In contrast, the Virginia helmet looked like a time-strapped equipment manager forgot to add the second blue stripe. And yet, it worked. It looked wrong, but right. Jazz musicians will tell you the notes you don't play are as important as the ones you do--and if that's true, Virginia's 1980s helmet was Count Basie. I think you can see pretty well what I'm talking about in this photo:

But not long after Tennessee defeated UVa in that Sugar Bowl, the Virginia football program hit a downturn, and the Cavs found themselves rebranding like many poor programs with little history do when times get tough. 
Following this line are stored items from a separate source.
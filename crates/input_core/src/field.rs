//! The capability surface a host text widget exposes to the engine.
//!
//! The engine never owns the widget. Hosts implement [`TextField`] over
//! whatever they render with and pass `&mut` access into each transition.

use crate::selection::SelectionRange;
use core_types::{Rect, ScrollOffset, TextDirection};
use css::ComputedStyle;

/// Single-line inputs and multi-line text areas lay text out differently:
/// inputs collapse whitespace and center text vertically in their box.
#[derive(Clone, Copy, Debug, PartialEq, Eq, Hash)]
pub enum FieldKind {
    SingleLine,
    MultiLine,
}

/// Scroll position and viewport size of the window hosting a document.
#[derive(Clone, Copy, Debug, Default, PartialEq)]
pub struct WindowMetrics {
    pub page_x_offset: f32,
    pub page_y_offset: f32,
    pub inner_width: f32,
    pub inner_height: f32,
}

/// Client metrics of the document's root element.
#[derive(Clone, Copy, Debug, Default, PartialEq)]
pub struct RootMetrics {
    /// Width of the root element's top/left border.
    pub client_top: f32,
    pub client_left: f32,
    /// Viewport width excluding the scrollbar.
    pub client_width: f32,
}

/// The document a field is attached to.
#[derive(Clone, Copy, Debug, Default, PartialEq)]
pub struct DocumentMetrics {
    /// `None` for a detached document with no browsing context.
    pub window: Option<WindowMetrics>,
    pub root: Option<RootMetrics>,
}

/// An editable plain-text surface.
///
/// Offsets are UTF-8 byte indices on character boundaries. Implementations
/// must clamp whatever they are handed.
pub trait TextField {
    fn kind(&self) -> FieldKind;

    fn value(&self) -> &str;

    /// Replace the whole value. The selection is left for the caller to set.
    fn set_value(&mut self, value: String);

    fn selection(&self) -> SelectionRange;

    fn set_selection(&mut self, range: SelectionRange);

    fn scroll(&self) -> ScrollOffset;

    /// Border box in viewport coordinates.
    fn bounding_rect(&self) -> Rect;

    fn computed_style(&self) -> ComputedStyle;

    /// The `dir` attribute, if the widget sets one explicitly.
    fn dir_attribute(&self) -> Option<TextDirection> {
        None
    }

    fn owner_document(&self) -> Option<DocumentMetrics>;

    fn focus(&mut self);

    #[inline]
    fn selection_start(&self) -> usize {
        self.selection().start
    }

    #[inline]
    fn selection_end(&self) -> usize {
        self.selection().end
    }

    /// Collapse the selection to `caret`.
    fn set_caret(&mut self, caret: usize) {
        self.set_selection(SelectionRange::caret(caret));
    }

    /// Writing direction used for anchoring: the explicit attribute wins over
    /// the computed `direction`.
    fn direction(&self) -> TextDirection {
        self.dir_attribute()
            .unwrap_or_else(|| self.computed_style().direction)
    }
}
By the turn of the century, Virginia was wearing on their helmets the design element I count my most loathed design in all of football: the pointy stripe. You know, the stripe that tapers off the farther back it goes on the helmet? It was a staple of late 90's/early 00's NFL teams--the Titans used it, Baltimore, Carolina. Denver uses a reverse version, thick at the back and tapered at the front, like a mullet. I instantly hate any helmet design that uses the pointy stripe. And ever since Virginia--whose brilliantly simple, novel helmet of 1991 lived rent-free in my head for a decade--morphed into this bastardization of football headgear, the Cavs have been dead to me. To their credit, UVa's current helmet design pays homage to the superior two-tone stripe of the 80s, but they've lost the unique asymmetry of the original. The current version is milquetoast in comparison. If the Vols can hang half a hundred on the Cavs, (or the 'Hoos as their fans call them--like Auburn, Virginia cannot just settle on one nickname and run with it, another reason to root against them) then 12-year-old me will feel a little better about the helmet betrayal of years ago.